The CSD Python API41 was utilised to loop through each crystal entry of each dataset and separate the structure into individual molecular components. The resultant molecules were standardised (bond types assigned and H-atoms positions added if missing). Tautomers for each unique molecule were generated using the ‘Tautomer Enumerator’ function of the RDKit42 module in Python. The tautomer enumeration rules are based upon those described by Sitzmann et al.32 A maximum of 50 tautomers were enumerated for each molecule. Enumeration was conducted twice for each dataset to assess differences in the tautomers generated if bond and sp3 stereochemistry was allowed to be lost or not during enumeration. A molecule was deemed to be potentially tautomeric if more than one tautomer was enumerated during the tautomer generation step.
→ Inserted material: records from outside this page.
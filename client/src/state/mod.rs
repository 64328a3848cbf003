//! Pure UI state, provided to components as `RwSignal` context.

pub mod assistant;
pub mod connectivity;
pub mod toast;
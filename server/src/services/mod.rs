//! Domain services used by HTTP routes.
//!
//! ARCHITECTURE
//! ============
//! Service modules own business logic so route handlers can stay focused on
//! protocol translation.

pub mod ask;
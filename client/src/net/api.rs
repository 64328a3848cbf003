//! REST API helpers for communicating with the server.
//!
//! Client-side (hydrate): real HTTP calls via `gloo-net`.
//! Server-side (SSR): stubs, since the assistant only asks from the browser.
//!
//! ERROR HANDLING
//! ==============
//! Transport failures and non-OK statuses are logged to the console and
//! reported as the same generic failure text the server uses, so the UI has a
//! single failure path.

#![allow(clippy::unused_async)]

#[cfg(test)]
#[path = "api_test.rs"]
mod api_test;

#[cfg(any(test, feature = "hydrate"))]
use super::types::AskResponse;

#[cfg(any(test, feature = "hydrate"))]
const ASK_ENDPOINT: &str = "/api/ask";

#[cfg(any(test, feature = "hydrate"))]
fn ask_failed_message(status: u16) -> String {
    format!("ask request failed: {status}")
}

/// Decode an `/api/ask` reply; anything but a well-formed body is the
/// generic failure.
#[cfg(any(test, feature = "hydrate"))]
fn decode_ask_response(body: Result<AskResponse, String>) -> Result<String, String> {
    match body {
        Ok(resp) => resp.into_result(),
        Err(_) => Err(super::types::GENERIC_FAILURE.to_owned()),
    }
}

/// Ask the IPv6 assistant a question via `POST /api/ask`.
///
/// # Errors
///
/// Returns displayable error text when the request fails or the server
/// reports a failure.
pub async fn ask_question(question: &str) -> Result<String, String> {
    #[cfg(feature = "hydrate")]
    {
        use super::types::{AskRequest, GENERIC_FAILURE};

        let payload = AskRequest { question: question.to_owned() };
        let sent = async {
            gloo_net::http::Request::post(ASK_ENDPOINT)
                .json(&payload)?
                .send()
                .await
        }
        .await;
        let resp = match sent {
            Ok(resp) => resp,
            Err(e) => {
                log::warn!("ask request failed: {e}");
                return Err(GENERIC_FAILURE.to_owned());
            }
        };
        if !resp.ok() {
            log::warn!("{}", ask_failed_message(resp.status()));
            return Err(GENERIC_FAILURE.to_owned());
        }
        decode_ask_response(resp.json::<AskResponse>().await.map_err(|e| e.to_string()))
    }
    #[cfg(not(feature = "hydrate"))]
    {
        let _ = question;
        Err("not available on server".to_owned())
    }
}
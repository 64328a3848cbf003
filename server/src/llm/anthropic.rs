//! Anthropic Messages API client.
//!
//! Thin HTTP wrapper for `/v1/messages`. Pure parsing in `parse_response`
//! for testability.

use std::time::Duration;

use super::config::LlmTimeouts;
use super::types::{ChatResponse, ContentBlock, LlmError, Message};

const API_URL: &str = "https://api.anthropic.com/v1/messages";
const API_VERSION: &str = "2023-06-01";

// =============================================================================
// CLIENT
// =============================================================================

pub struct AnthropicClient {
    http: reqwest::Client,
    api_key: String,
}

impl AnthropicClient {
    /// # Errors
    ///
    /// Returns [`LlmError::HttpClientBuild`] if the TLS backend cannot be initialized.
    pub fn new(api_key: String, timeouts: LlmTimeouts) -> Result<Self, LlmError> {
        let http = reqwest::Client::builder()
            .timeout(Duration::from_secs(timeouts.request_secs))
            .connect_timeout(Duration::from_secs(timeouts.connect_secs))
            .build()
            .map_err(|e| LlmError::HttpClientBuild(e.to_string()))?;
        Ok(Self { http, api_key })
    }

    /// # Errors
    ///
    /// Returns an [`LlmError`] on transport failure, non-200 status, or an
    /// unparseable body.
    pub async fn chat(
        &self,
        model: &str,
        max_tokens: u32,
        system: &str,
        messages: &[Message],
    ) -> Result<ChatResponse, LlmError> {
        let body = ApiRequest { model, max_tokens, system, messages };

        let response = self
            .http
            .post(API_URL)
            .header("x-api-key", &self.api_key)
            .header("anthropic-version", API_VERSION)
            .json(&body)
            .send()
            .await
            .map_err(|e| LlmError::ApiRequest(e.to_string()))?;

        let status = response.status().as_u16();
        let text = response
            .text()
            .await
            .map_err(|e| LlmError::ApiRequest(e.to_string()))?;

        if status != 200 {
            return Err(LlmError::ApiResponse { status, body: text });
        }

        parse_response(&text)
    }
}

// =============================================================================
// WIRE TYPES
// =============================================================================

#[derive(serde::Serialize)]
struct ApiRequest<'a> {
    model: &'a str,
    max_tokens: u32,
    #[serde(skip_serializing_if = "str::is_empty")]
    system: &'a str,
    messages: &'a [Message],
}

#[derive(serde::Deserialize)]
struct ApiResponse {
    content: Vec<ContentBlock>,
    model: String,
    #[serde(default)]
    stop_reason: Option<String>,
    usage: Usage,
}

#[derive(serde::Deserialize)]
struct Usage {
    input_tokens: u64,
    output_tokens: u64,
}

// =============================================================================
// PARSING
// =============================================================================

fn parse_response(json: &str) -> Result<ChatResponse, LlmError> {
    let api: ApiResponse = serde_json::from_str(json).map_err(|e| LlmError::ApiParse(e.to_string()))?;

    let content: Vec<ContentBlock> = api
        .content
        .into_iter()
        .filter(|block| matches!(block, ContentBlock::Text { .. }))
        .collect();

    Ok(ChatResponse {
        content,
        model: api.model,
        stop_reason: api.stop_reason.unwrap_or_else(|| "end_turn".into()),
        input_tokens: api.usage.input_tokens,
        output_tokens: api.usage.output_tokens,
    })
}

#[cfg(test)]
#[path = "anthropic_test.rs"]
mod tests;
Identification of polymorphs with protonation diversity

A scripted approach comparing canonical SMILES, SMILES, standard InChI and non-standard InChI (FixedH) strings was used to identify ‘same’ molecules where multiple tautomers had been observed in the solid state. The use of these identifiers enabled determination of multiple types of tautomerism including forms where charges are in distinct positions in different structures, multi-component systems that can exist as salts and cocrystals, zwitterionic polymorphs, and tautomeric polymorphs.
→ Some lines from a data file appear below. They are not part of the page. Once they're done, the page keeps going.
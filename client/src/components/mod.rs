//! Reusable UI component modules.
//!
//! SYSTEM CONTEXT
//! ==============
//! Each feature card reads and writes its own state through a Leptos context
//! provided by `app::App`; cards never share state with each other.

pub mod ai_assistant;
pub mod ipv6_check;
pub mod regional_stats;
pub mod toast;
//! AI assistant chat state.
//!
//! DESIGN
//! ======
//! Submission is optimistic: the user's message is appended before the
//! request goes out and removed again (by id) if the request fails, so a
//! failed exchange leaves the transcript exactly as it was. Only one request
//! may be in flight at a time.

#[cfg(test)]
#[path = "assistant_test.rs"]
mod assistant_test;

use crate::net::types::UNKNOWN_ERROR;

/// Shortest accepted question, in characters after trimming.
pub const MIN_QUESTION_CHARS: usize = 10;

/// Offered while the transcript is empty.
pub const SUGGESTED_QUESTIONS: [&str; 2] = ["What is IPv6?", "Why does my connection still use IPv4?"];

#[derive(Clone, Copy, Debug, PartialEq, Eq)]
pub enum Role {
    User,
    Assistant,
}

/// One transcript entry. Never edited after insertion.
#[derive(Clone, Debug, PartialEq, Eq)]
pub struct ChatMessage {
    pub id: String,
    pub role: Role,
    pub content: String,
}

impl ChatMessage {
    fn new(role: Role, content: String) -> Self {
        Self { id: uuid::Uuid::new_v4().to_string(), role, content }
    }
}

#[derive(Clone, Debug, PartialEq, Eq, thiserror::Error)]
pub enum ValidationError {
    #[error("Please ask a more detailed question.")]
    TooShort,
    #[error("a question is already being answered")]
    Busy,
}

/// Handle for a submitted question awaiting its answer.
#[derive(Clone, Debug, PartialEq, Eq)]
pub struct PendingAsk {
    pub message_id: String,
    pub question: String,
}

#[derive(Clone, Debug, Default, PartialEq, Eq)]
pub struct AssistantState {
    pub messages: Vec<ChatMessage>,
    pub pending: bool,
    pub input: String,
    /// Inline form message; set by a rejected submission.
    pub validation: Option<String>,
}

impl AssistantState {
    /// Validate `text` and, if accepted, optimistically append it as a user
    /// message, clear the input, and mark the assistant pending.
    ///
    /// # Errors
    ///
    /// [`ValidationError::TooShort`] when the trimmed text is under
    /// [`MIN_QUESTION_CHARS`]; [`ValidationError::Busy`] while a request is in
    /// flight. The transcript is untouched in both cases.
    pub fn submit(&mut self, text: &str) -> Result<PendingAsk, ValidationError> {
        if self.pending {
            return Err(ValidationError::Busy);
        }
        let question = text.trim();
        if question.chars().count() < MIN_QUESTION_CHARS {
            self.validation = Some(ValidationError::TooShort.to_string());
            return Err(ValidationError::TooShort);
        }

        let message = ChatMessage::new(Role::User, question.to_owned());
        let ask = PendingAsk { message_id: message.id.clone(), question: question.to_owned() };
        self.messages.push(message);
        self.input.clear();
        self.validation = None;
        self.pending = true;
        Ok(ask)
    }

    /// Apply the answer for `ask`. Returns the error text to surface when the
    /// request failed.
    pub fn resolve(&mut self, ask: PendingAsk, outcome: Result<String, String>) -> Option<String> {
        self.pending = false;
        match outcome {
            Ok(answer) => {
                self.messages.push(ChatMessage::new(Role::Assistant, answer));
                None
            }
            Err(error) => {
                self.messages.retain(|m| m.id != ask.message_id);
                if error.trim().is_empty() {
                    Some(UNKNOWN_ERROR.to_owned())
                } else {
                    Some(error)
                }
            }
        }
    }

    /// Replace the input text. A shown validation message is re-checked and
    /// cleared once the text would pass.
    pub fn edit(&mut self, text: String) {
        if self.validation.is_some() && text.trim().chars().count() >= MIN_QUESTION_CHARS {
            self.validation = None;
        }
        self.input = text;
    }

    #[must_use]
    pub fn show_suggestions(&self) -> bool {
        self.messages.is_empty()
    }
}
Processing of polymorphic structures

The scripted nature of searches in large databases can result in some incorrectly identified structures beyond the potential for structures with mis-determined H-atom positions. Therefore, additional manual checks were conducted to identify and eliminate any groups of structures which were not real sets of polymorphs related by proton transfer. These checks (performed in Mercury43) included visualisation of structures, Mogul geometry checks, crystal packing similarity and simple metadata checks. The overall process used to identify tautomeric molecules and polymorphic compositions related by proton transfer is shown in Fig. 2.
image file: d3ce00216k-f2.tif
Fig. 2 Process for identifying tautomeric molecules and polymorphs related by proton transfer. Numbers quoted are from the ‘entire CSD’ dataset (number of unique molecules in black with number of crystal structures in blue and number of polymorphic families in red).

Generation of calculated pKa

Aqueous pKa values were calculated and visualised using JChem for Excel.44 The pKa for the strongest acid and strongest protonated base for relevant molecules in crystal structures of interest were recorded and the ΔpKa was calculated as in eqn (1).
 
ΔpKa = pKa[protonated base] − pKa[acid](1)
In some cases, additional pKa and ΔpKa values were calculated (e.g., self ΔpKa and ΔpKa for second ionisations as described by Cruz-Cabeza et al.45).

DFT calculations

CSD crystal structures of interest were imported into Materials Studio.46 For each polymorphic pair, structures obtained at the same temperature were chosen where possible. Supercells were prepared when initial unit cell lengths were much less than 10 Å in any dimension. Each crystal structure was geometry optimised using CASTEP47 with the Perdew–Burke–Ernzerhof48 gradient-corrected functional (GGA PBE) with the Tkatchenko and Scheffler (TS)49 scheme for dispersion correction and OTFG ultrasoft pseudopotentials. Geometry optimisations were performed using a plane wave basic cut-off energy of 600 eV. The Brillouin zone was sampled using a k-point spacing of approximately 0.05 Å−1 and a SCF tolerance of 1.0 × 10−6 eV per atom was used. Full cell optimisations were performed.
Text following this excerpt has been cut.